The running example throughout the book is to build an address book program
called "rolo" (Rolodex, get it?), and the authors do a nice job of
progressively building the features while illustrating useful techniques that
are generally applicable.

I've not read the 3rd edition, but I can vouch for the fact that the 2nd would
be getting a little dated by now. Still, it's well-written, well-structured,
and a great introduction to most of the shell concepts that you use.

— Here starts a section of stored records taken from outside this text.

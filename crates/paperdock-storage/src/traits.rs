//! Storage abstraction trait
//!
//! Defines the BlobStore trait that all storage backends implement.

use async_trait::async_trait;
use std::path::Path;
use std::time::Duration;
use thiserror::Error;

/// Storage operation errors
#[derive(Debug, Error)]
pub enum StorageError {
    #[error("Upload failed: {0}")]
    UploadFailed(String),

    #[error("Download failed: {0}")]
    DownloadFailed(String),

    #[error("Delete failed: {0}")]
    DeleteFailed(String),

    #[error("Blob not found: {0}")]
    NotFound(String),

    #[error("Invalid storage key: {0}")]
    InvalidKey(String),

    #[error("IO error: {0}")]
    IoError(#[from] std::io::Error),

    #[error("Configuration error: {0}")]
    ConfigError(String),
}

/// Result type for storage operations
pub type StorageResult<T> = Result<T, StorageError>;

/// Blob store abstraction.
///
/// The pipeline consumes a narrow surface: download the uploaded source to a
/// local file, upload the rendered thumbnail, and presign read access for the
/// viewer. Backends must not interpret key contents beyond path separators.
#[async_trait]
pub trait BlobStore: Send + Sync {
    /// Download a blob fully into memory.
    async fn download(&self, key: &str) -> StorageResult<Vec<u8>>;

    /// Download a blob to a local file path.
    ///
    /// The destination's parent directory must already exist; the pipeline
    /// scopes it to the per-job scratch directory.
    async fn download_to(&self, key: &str, dest: &Path) -> StorageResult<u64>;

    /// Upload bytes to the given key, overwriting any existing blob.
    async fn upload(&self, key: &str, data: Vec<u8>, content_type: &str) -> StorageResult<()>;

    /// Size in bytes of the blob, if it exists.
    async fn content_length(&self, key: &str) -> StorageResult<u64>;

    /// Whether a blob exists at the key.
    async fn exists(&self, key: &str) -> StorageResult<bool>;

    /// Delete the blob at the key. Deleting a missing blob is not an error.
    async fn delete(&self, key: &str) -> StorageResult<()>;

    /// Generate a presigned/temporary GET URL for direct access.
    async fn presigned_get_url(&self, key: &str, expires_in: Duration) -> StorageResult<String>;
}
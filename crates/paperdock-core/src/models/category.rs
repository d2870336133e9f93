//! Closed category taxonomy for generated metadata.

use serde::{Deserialize, Serialize};
use std::fmt;
use std::str::FromStr;

/// Document category assigned by the metadata generator.
///
/// The set is closed: AI providers are prompted with this exact list and
/// anything outside it (or any parse failure) maps to `Other`.
#[derive(Debug, Clone, Copy, PartialEq, Eq, Hash, Serialize, Deserialize, Default)]
#[serde(rename_all = "snake_case")]
pub enum Category {
    Business,
    Education,
    Legal,
    Finance,
    Technology,
    Science,
    Health,
    Marketing,
    Engineering,
    Government,
    Creative,
    Personal,
    #[default]
    Other,
}

impl Category {
    pub const ALL: [Category; 13] = [
        Category::Business,
        Category::Education,
        Category::Legal,
        Category::Finance,
        Category::Technology,
        Category::Science,
        Category::Health,
        Category::Marketing,
        Category::Engineering,
        Category::Government,
        Category::Creative,
        Category::Personal,
        Category::Other,
    ];

    pub fn as_str(&self) -> &'static str {
        match self {
            Category::Business => "business",
            Category::Education => "education",
            Category::Legal => "legal",
            Category::Finance => "finance",
            Category::Technology => "technology",
            Category::Science => "science",
            Category::Health => "health",
            Category::Marketing => "marketing",
            Category::Engineering => "engineering",
            Category::Government => "government",
            Category::Creative => "creative",
            Category::Personal => "personal",
            Category::Other => "other",
        }
    }

    /// Lenient parse: unknown input becomes `Other` instead of an error, so a
    /// provider inventing a category never fails the chain.
    pub fn parse_lenient(s: &str) -> Self {
        Self::from_str(s.trim()).unwrap_or(Category::Other)
    }
}

impl fmt::Display for Category {
    fn fmt(&self, f: &mut fmt::Formatter<'_>) -> fmt::Result {
        f.write_str(self.as_str())
    }
}

impl FromStr for Category {
    type Err = String;

    fn from_str(s: &str) -> Result<Self, Self::Err> {
        let lower = s.to_lowercase();
        Category::ALL
            .iter()
            .find(|c| c.as_str() == lower)
            .copied()
            .ok_or_else(|| format!("unknown category: {}", s))
    }
}
const MAX_TAGS: usize = 6;

/// Tokens that never become tags or influence scoring.
const STOPWORDS: &[&str] = &[
    "the", "and", "for", "are", "but", "not", "you", "all", "any", "can", "had", "her", "was",
    "one", "our", "out", "day", "get", "has", "him", "his", "how", "man", "new", "now", "old",
    "see", "two", "way", "who", "its", "did", "yes", "with", "from", "this", "that", "have",
    "will", "your", "they", "been", "were", "said", "each", "which", "their", "would", "there",
    "about", "other", "these", "than", "then", "them", "some", "into", "more", "also", "when",
    "what", "where", "while", "shall", "such", "upon", "only", "very", "over", "under", "between",
    "through", "during", "before", "after", "above", "below", "being", "because", "should",
    "could", "here", "just", "like", "make", "made", "many", "most", "must", "both", "does",
];

#[derive(Default)]
pub struct LocalAnalyzer;

impl LocalAnalyzer {
    pub fn new() -> Self {
        Self
    }

    pub fn analyze(&self, text: &str, filename: &str) -> DraftMetadata {
        let title = derive_title(text, filename);
        let tags = derive_tags(text, &title);
        DraftMetadata {
            description: derive_description(text),
            category: derive_category(text),
            title: truncate_chars(&title, MAX_TITLE_CHARS),
            tags,
        }
    }
}

#[async_trait]
impl MetadataProvider for LocalAnalyzer {
    fn name(&self) -> &'static str {
        PROVIDER_NAME
    }

    fn is_configured(&self) -> bool {
        true
    }

    async fn generate(&self, text: &str, filename: &str) -> Result<DraftMetadata, ProviderError> {
        Ok(self.analyze(text, filename))
    }
}
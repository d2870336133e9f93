//! OOXML (DOCX/PPTX) extraction via the zip container and quick-xml.

use std::io::Read;
use std::path::Path;

use quick_xml::events::Event;
use quick_xml::Reader;

use paperdock_core::models::FileType;

use super::ExtractionError;

pub(crate) fn extract_docx(path: &Path) -> Result<String, ExtractionError> {
    let xml = read_zip_entry(path, "word/document.xml", FileType::Docx)?;
    Ok(collect_text_runs(&xml, "w:t", "w:p"))
}

/// Slide text lives across dozens of per-slide XML parts with layout-dependent
/// ordering; rather than produce scrambled text, PPTX gets a structural
/// summary and the downstream stages work from that.
pub(crate) fn extract_pptx(path: &Path) -> Result<String, ExtractionError> {
    let slides = pptx_slide_count(path)?;
    let stem = path
        .file_stem()
        .map(|s| s.to_string_lossy().into_owned())
        .unwrap_or_else(|| "presentation".to_string());
    Ok(format!(
        "Presentation \"{stem}\" containing {slides} slide{}. \
         Full slide text extraction is not supported for this format.",
        if slides == 1 { "" } else { "s" }
    ))
}

pub(crate) fn pptx_slide_count(path: &Path) -> Result<usize, ExtractionError> {
    let file = std::fs::File::open(path)?;
    let archive = zip::ZipArchive::new(file)
        .map_err(|e| ExtractionError::parse(FileType::Pptx, e))?;
    let count = archive
        .file_names()
        .filter(|name| {
            name.starts_with("ppt/slides/slide") && name.ends_with(".xml")
        })
        .count();
    Ok(count)
}

fn read_zip_entry(
    path: &Path,
    entry: &str,
    format: FileType,
) -> Result<String, ExtractionError> {
    let file = std::fs::File::open(path)?;
    let mut archive =
        zip::ZipArchive::new(file).map_err(|e| ExtractionError::parse(format, e))?;
    let mut xml = String::new();
    archive
        .by_name(entry)
        .map_err(|e| ExtractionError::parse(format, e))?
        .read_to_string(&mut xml)?;
    Ok(xml)
}

/// Walk the XML stream collecting the character content of `text_tag`
/// elements, emitting a newline at each `para_tag` close.
fn collect_text_runs(xml: &str, text_tag: &str, para_tag: &str) -> String {
    let mut reader = Reader::from_str(xml);
    let mut out = String::new();
    let mut in_text = false;
    loop {
        match reader.read_event() {
            Ok(Event::Start(e)) if e.name().as_ref() == text_tag.as_bytes() => in_text = true,
            Ok(Event::End(e)) if e.name().as_ref() == text_tag.as_bytes() => in_text = false,
            Ok(Event::End(e)) if e.name().as_ref() == para_tag.as_bytes() => out.push('\n'),
            Ok(Event::Text(t)) if in_text => {
                out.push_str(&t.unescape().unwrap_or_default());
            }
            Ok(Event::Eof) | Err(_) => break,
            _ => {}
        }
    }
    out
}

#[cfg(test)]
mod tests {
    use super::*;
    use std::io::Write;

    fn write_zip(path: &Path, entries: &[(&str, &str)]) {
        let file = std::fs::File::create(path).unwrap();
        let mut zip = zip::ZipWriter::new(file);
        let options = zip::write::SimpleFileOptions::default();
        for (name, content) in entries {
            zip.start_file(*name, options).unwrap();
            zip.write_all(content.as_bytes()).unwrap();
        }
        zip.finish().unwrap();
    }

    #[test]
    fn entities_in_text_runs_are_unescaped() {
        let text = collect_text_runs(
            r#"<w:document><w:body><w:p><w:r><w:t>Q&amp;A &lt;draft&gt;</w:t></w:r></w:p></w:body></w:document>"#,
            "w:t",
            "w:p",
        );
        assert_eq!(text.trim(), "Q&A <draft>");
    }

    #[test]
    fn text_outside_runs_is_ignored() {
        let text = collect_text_runs(
            r#"<w:p><w:instrText>PAGEREF</w:instrText><w:r><w:t>kept</w:t></w:r></w:p>"#,
            "w:t",
            "w:p",
        );
        assert_eq!(text.trim(), "kept");
    }

    #[test]
    fn slide_count_matches_slide_parts() {
        let dir = tempfile::tempdir().unwrap();
        let path = dir.path().join("deck.pptx");
        write_zip(
            &path,
            &[
                ("ppt/slides/slide1.xml", "<p:sld/>"),
                ("ppt/slides/slide2.xml", "<p:sld/>"),
                ("ppt/slides/slide3.xml", "<p:sld/>"),
                ("ppt/slideLayouts/slideLayout1.xml", "<p:sldLayout/>"),
            ],
        );
        assert_eq!(pptx_slide_count(&path).unwrap(), 3);
    }

    #[test]
    fn pptx_summary_names_the_deck() {
        let dir = tempfile::tempdir().unwrap();
        let path = dir.path().join("quarterly-review.pptx");
        write_zip(&path, &[("ppt/slides/slide1.xml", "<p:sld/>")]);

        let text = extract_pptx(&path).unwrap();
        assert!(text.contains("quarterly-review"));
        assert!(text.contains("1 slide."));
    }

    #[test]
    fn missing_document_part_is_a_parse_error() {
        let dir = tempfile::tempdir().unwrap();
        let path = dir.path().join("hollow.docx");
        write_zip(&path, &[("word/styles.xml", "<w:styles/>")]);

        let err = extract_docx(&path).unwrap_err();
        assert!(matches!(err, ExtractionError::Parse { .. }));
    }
}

[0] [https://www.amazon.com/Unix-Shell-Programming-Stephen-
Kochan...](https://www.amazon.com/Unix-Shell-Programming-Stephen-
Kochan/dp/0672324903)

------
actuallyalys
I think this is excellent advice. From the small amounts I've read, the other
thing these books do well is connect what the reader already knows to what's
being taught.

My only quibble is that I suspect minimalism is more a matter of taste than a
widely applicable principle of solid technical writing. I've learned a lot
from minimal books, but I've also learned a lot from books that incorporate
screen shots or full-color illustrations. This isn't to say minimalism didn't
work well for Kernighan-just that it's not as generalizable as the other
principles.

FYI, You can read both the The C Programming Language [0] and The AWK
Programming Language [1] at the Internet Archive.

[0]:
[https://archive.org/details/TheCProgrammingLanguageFirstEdit...](https://archive.org/details/TheCProgrammingLanguageFirstEdition)

[1]:
[https://archive.org/details/awkprogrammingla00ahoa](https://archive.org/details/awkprogrammingla00ahoa)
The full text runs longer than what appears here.